Figure 2. Effect of SR4 on cell cycle progression in melanoma.

GST activity towards 1-chloro 2,4-dinitro benzene (CDNB) and its inhibition by SR4 was performed in 28000g crude supernatant prepared from B16-F0, Hs600T and A2058 cells. Human liver purified GST was used as a control (inset). The inhibitory effect of SR4 on GST was studied at a fixed concentration of GSH and CDNB (1 mM each) and varying concentrations of inhibitor. The enzymes were pre-incubated with the inhibitor for 5 min at 37 °C prior to the addition of the substrates (panel A).
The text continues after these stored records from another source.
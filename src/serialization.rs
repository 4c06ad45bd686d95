//! Binary serialization for the dense HLL_4 register array
//!
//! The wire image is the standard dense-mode HLL envelope: a 40-byte
//! preamble, the packed nibble array, then the aux image. The aux image has
//! two forms: compact (only the occupied pair words) and updatable (the
//! whole slot array, holes included). Pair words are little-endian.

use byteorder::{LE, ReadBytesExt};
use std::io::{Cursor, Read};

use crate::array4::Hll4Array;
use crate::aux_table::{AuxTable, PAIR_EMPTY};
use crate::error::Error;
use crate::{
    MAX_LG_K, MIN_LG_K, Result, compute_lg_arr_ints, get_slot, get_value, lg_aux_arr_ints,
};

const PREAMBLE_INTS_BYTE: usize = 0;
const SER_VER_BYTE: usize = 1;
const FAMILY_BYTE: usize = 2;
const LG_K_BYTE: usize = 3;
const LG_ARR_BYTE: usize = 4;
const FLAGS_BYTE: usize = 5;
const HLL_CUR_MIN_BYTE: usize = 6;
const MODE_BYTE: usize = 7;
const NUM_AT_CUR_MIN_INT: usize = 32;
const AUX_COUNT_INT: usize = 36;

/// Offset of the packed nibble array within the dense-mode image
pub const HLL_BYTE_ARR_START: usize = 40;

const HLL_PREINTS: u8 = 10;
const SER_VER: u8 = 1;
const HLL_FAMILY_ID: u8 = 7;

/// Flag: aux image is in compact form
const COMPACT_FLAG_MASK: u8 = 8;

/// Mode byte: low 2 bits = HLL mode (2), bits 2-3 = HLL_4 target (0)
const MODE_HLL_HLL4: u8 = 2;

impl Hll4Array {
    /// Serialize to the dense-mode wire image.
    ///
    /// The accumulator doubles at bytes 8..32 belong to the enclosing sketch
    /// and are written as zero.
    pub fn serialize(&self, compact: bool) -> Vec<u8> {
        let num_bytes = self.hll_byte_arr_bytes();
        let aux_image_bytes = if compact {
            self.compact_aux_bytes()
        } else {
            self.updatable_aux_bytes()
        };
        let mut bytes = vec![0u8; HLL_BYTE_ARR_START + num_bytes + aux_image_bytes];

        bytes[PREAMBLE_INTS_BYTE] = HLL_PREINTS;
        bytes[SER_VER_BYTE] = SER_VER;
        bytes[FAMILY_BYTE] = HLL_FAMILY_ID;
        bytes[LG_K_BYTE] = self.lg_config_k();
        bytes[LG_ARR_BYTE] = self
            .aux()
            .map_or(lg_aux_arr_ints(self.lg_config_k()), AuxTable::lg_size);
        if compact {
            bytes[FLAGS_BYTE] |= COMPACT_FLAG_MASK;
        }
        bytes[HLL_CUR_MIN_BYTE] = self.cur_min();
        bytes[MODE_BYTE] = MODE_HLL_HLL4;

        bytes[NUM_AT_CUR_MIN_INT..NUM_AT_CUR_MIN_INT + 4]
            .copy_from_slice(&self.num_at_cur_min().to_le_bytes());
        let aux_count = self.aux().map_or(0, AuxTable::count);
        bytes[AUX_COUNT_INT..AUX_COUNT_INT + 4].copy_from_slice(&aux_count.to_le_bytes());

        bytes[HLL_BYTE_ARR_START..HLL_BYTE_ARR_START + num_bytes].copy_from_slice(self.raw_bytes());

        if let Some(aux) = self.aux() {
            let mut offset = HLL_BYTE_ARR_START + num_bytes;
            for &pair in aux.raw_slots() {
                if compact && pair == PAIR_EMPTY {
                    continue;
                }
                bytes[offset..offset + 4].copy_from_slice(&pair.to_le_bytes());
                offset += 4;
            }
        }

        bytes
    }

    /// Deserialize a dense-mode wire image produced by [`Hll4Array::serialize`].
    pub fn deserialize(bytes: &[u8]) -> Result<Hll4Array> {
        let make_error = |tag: &'static str| move |_| Error::insufficient_data(tag);
        let mut cursor = Cursor::new(bytes);

        let preamble_ints = cursor.read_u8().map_err(make_error("preamble_ints"))?;
        let ser_ver = cursor.read_u8().map_err(make_error("ser_ver"))?;
        let family_id = cursor.read_u8().map_err(make_error("family_id"))?;
        let lg_config_k = cursor.read_u8().map_err(make_error("lg_config_k"))?;
        let lg_arr = cursor.read_u8().map_err(make_error("lg_arr"))?;
        let flags = cursor.read_u8().map_err(make_error("flags"))?;
        let cur_min = cursor.read_u8().map_err(make_error("cur_min"))?;
        let mode = cursor.read_u8().map_err(make_error("mode"))?;

        if family_id != HLL_FAMILY_ID {
            return Err(Error::deserial(format!(
                "invalid family: expected {HLL_FAMILY_ID} (HLL), got {family_id}"
            )));
        }
        if ser_ver != SER_VER {
            return Err(Error::deserial(format!(
                "unsupported serial version: expected {SER_VER}, got {ser_ver}"
            )));
        }
        if preamble_ints != HLL_PREINTS {
            return Err(Error::deserial(format!(
                "invalid preamble ints: expected {HLL_PREINTS}, got {preamble_ints}"
            )));
        }
        if mode != MODE_HLL_HLL4 {
            return Err(Error::deserial(format!(
                "unsupported mode byte: expected {MODE_HLL_HLL4} (HLL/HLL_4), got {mode}"
            )));
        }
        if !(MIN_LG_K..=MAX_LG_K).contains(&lg_config_k) {
            return Err(Error::deserial(format!(
                "invalid lg_config_k: {lg_config_k}, must be in [{MIN_LG_K}, {MAX_LG_K}]"
            )));
        }

        // Accumulator doubles maintained by the enclosing sketch
        for tag in ["hip_accum", "kxq0", "kxq1"] {
            cursor.read_f64::<LE>().map_err(make_error(tag))?;
        }

        let num_at_cur_min = cursor
            .read_u32::<LE>()
            .map_err(make_error("num_at_cur_min"))?;
        let aux_count = cursor.read_u32::<LE>().map_err(make_error("aux_count"))?;

        let mut nibbles = vec![0u8; 1 << (lg_config_k - 1)];
        cursor
            .read_exact(&mut nibbles)
            .map_err(make_error("hll_byte_arr"))?;

        let aux = if aux_count > 0 {
            let aux_start = cursor.position() as usize;
            let src_compact = flags & COMPACT_FLAG_MASK != 0;
            Some(AuxTable::deserialize(
                &bytes[aux_start..],
                lg_config_k,
                aux_count,
                lg_arr,
                src_compact,
            )?)
        } else {
            None
        };

        Ok(Hll4Array::from_raw_parts(
            lg_config_k,
            nibbles.into_boxed_slice(),
            cur_min,
            num_at_cur_min,
            aux,
        ))
    }
}

impl AuxTable {
    /// Rebuild an aux table from its wire image.
    ///
    /// Compact images carry `aux_count` pair words and the table size is
    /// recomputed from the count; updatable images carry `1 << lg_aux_arr_ints`
    /// words, empties included.
    pub fn deserialize(
        bytes: &[u8],
        lg_config_k: u8,
        aux_count: u32,
        lg_aux_arr_ints: u8,
        src_compact: bool,
    ) -> Result<AuxTable> {
        // Early compact images did not record the array size, so recompute it
        let lg_arr_ints = if src_compact {
            compute_lg_arr_ints(aux_count, lg_config_k)
        } else {
            lg_aux_arr_ints
        };

        let mut aux = AuxTable::new(lg_arr_ints, lg_config_k);
        let config_k_mask = (1u32 << lg_config_k) - 1;
        let mut cursor = Cursor::new(bytes);

        if src_compact {
            if bytes.len() < aux_count as usize * 4 {
                return Err(Error::insufficient_data("compact aux image"));
            }
            for _ in 0..aux_count {
                let pair = cursor
                    .read_u32::<LE>()
                    .map_err(|_| Error::insufficient_data("compact aux image"))?;
                aux.must_add(get_slot(pair) & config_k_mask, get_value(pair))?;
            }
        } else {
            let items_to_read = 1usize << lg_aux_arr_ints;
            if bytes.len() < items_to_read * 4 {
                return Err(Error::insufficient_data("updatable aux image"));
            }
            for _ in 0..items_to_read {
                let pair = cursor
                    .read_u32::<LE>()
                    .map_err(|_| Error::insufficient_data("updatable aux image"))?;
                if pair == PAIR_EMPTY {
                    continue;
                }
                aux.must_add(get_slot(pair) & config_k_mask, get_value(pair))?;
            }
        }

        if aux.count() != aux_count {
            return Err(
                Error::corruption("deserialized aux table has wrong number of entries")
                    .with_context("expected", aux_count)
                    .with_context("actual", aux.count()),
            );
        }

        Ok(aux)
    }
}
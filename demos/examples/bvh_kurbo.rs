// Copyright 2025 the Understory Authors
// SPDX-License-Identifier: Apache-2.0 OR MIT

//! Using the BVH with Kurbo geometry.
//!
//! Rows of a list are registered from `kurbo::Rect`s, then a scrolling viewport
//! selects the visible rows.
//!
//! Run:
//! - `cargo run -p understory_bvh_demos --example bvh_kurbo`

use kurbo::Rect;
use understory_bvh::BvhTreeF64;

const ROW_H: f64 = 20.0;
const WIDTH: f64 = 200.0;

fn main() {
    let mut tree: BvhTreeF64<usize> = BvhTreeF64::new();
    for i in 0..1000_usize {
        let y0 = i as f64 * ROW_H;
        tree.insert(Rect::new(0.0, y0, WIDTH, y0 + ROW_H).into(), i);
    }

    // Shrink the viewport by a hair so rows that only touch its edge are not reported.
    for scroll in [0.0, 30.0, 200.0, 600.0] {
        let viewport = Rect::new(0.0, scroll, WIDTH, scroll + 100.0).inset(-0.001);
        let mut visible = tree.query_overlaps(viewport.into());
        visible.sort_unstable();
        println!("scroll={scroll:.1} -> visible rows: {visible:?}");
    }

    if let Some(bounds) = tree.root_aabb() {
        println!("content bounds: {:?}", Rect::from(bounds));
    }
}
Depletion of GSTπ by siRNA and its effects on cell survival by MTT assay: GSTπ siRNA or a scrambled control was transfected into melanoma cell lines using Lipofectamine 2000 (Invitrogen). After knock-down of GSTπ by siRNA, the level of GSTπ was detected by Western blot analyses. Membranes were stripped and reprobed for β-actin as a loading control. Results were quantified by scanning densitometry: C, control siRNA; T, GSTπ siRNA (panel B). MTT assay in GSTπ siRNA transfected cells were performed 96 h after SR4 treatment. The values are presented as mean ± SD from two separate determinations with eight replicates each (n = 16) (panel C). GSTπ-depletion itself caused decreased in cell growth( panel C inset), * p<0.01 compared to control. Inhibitory effect of SR4 on cell cycle distribution was determined by fluorescence activated cell sorting (FACS) analysis (panel D). The experiment was repeated three times and similar results were obtained.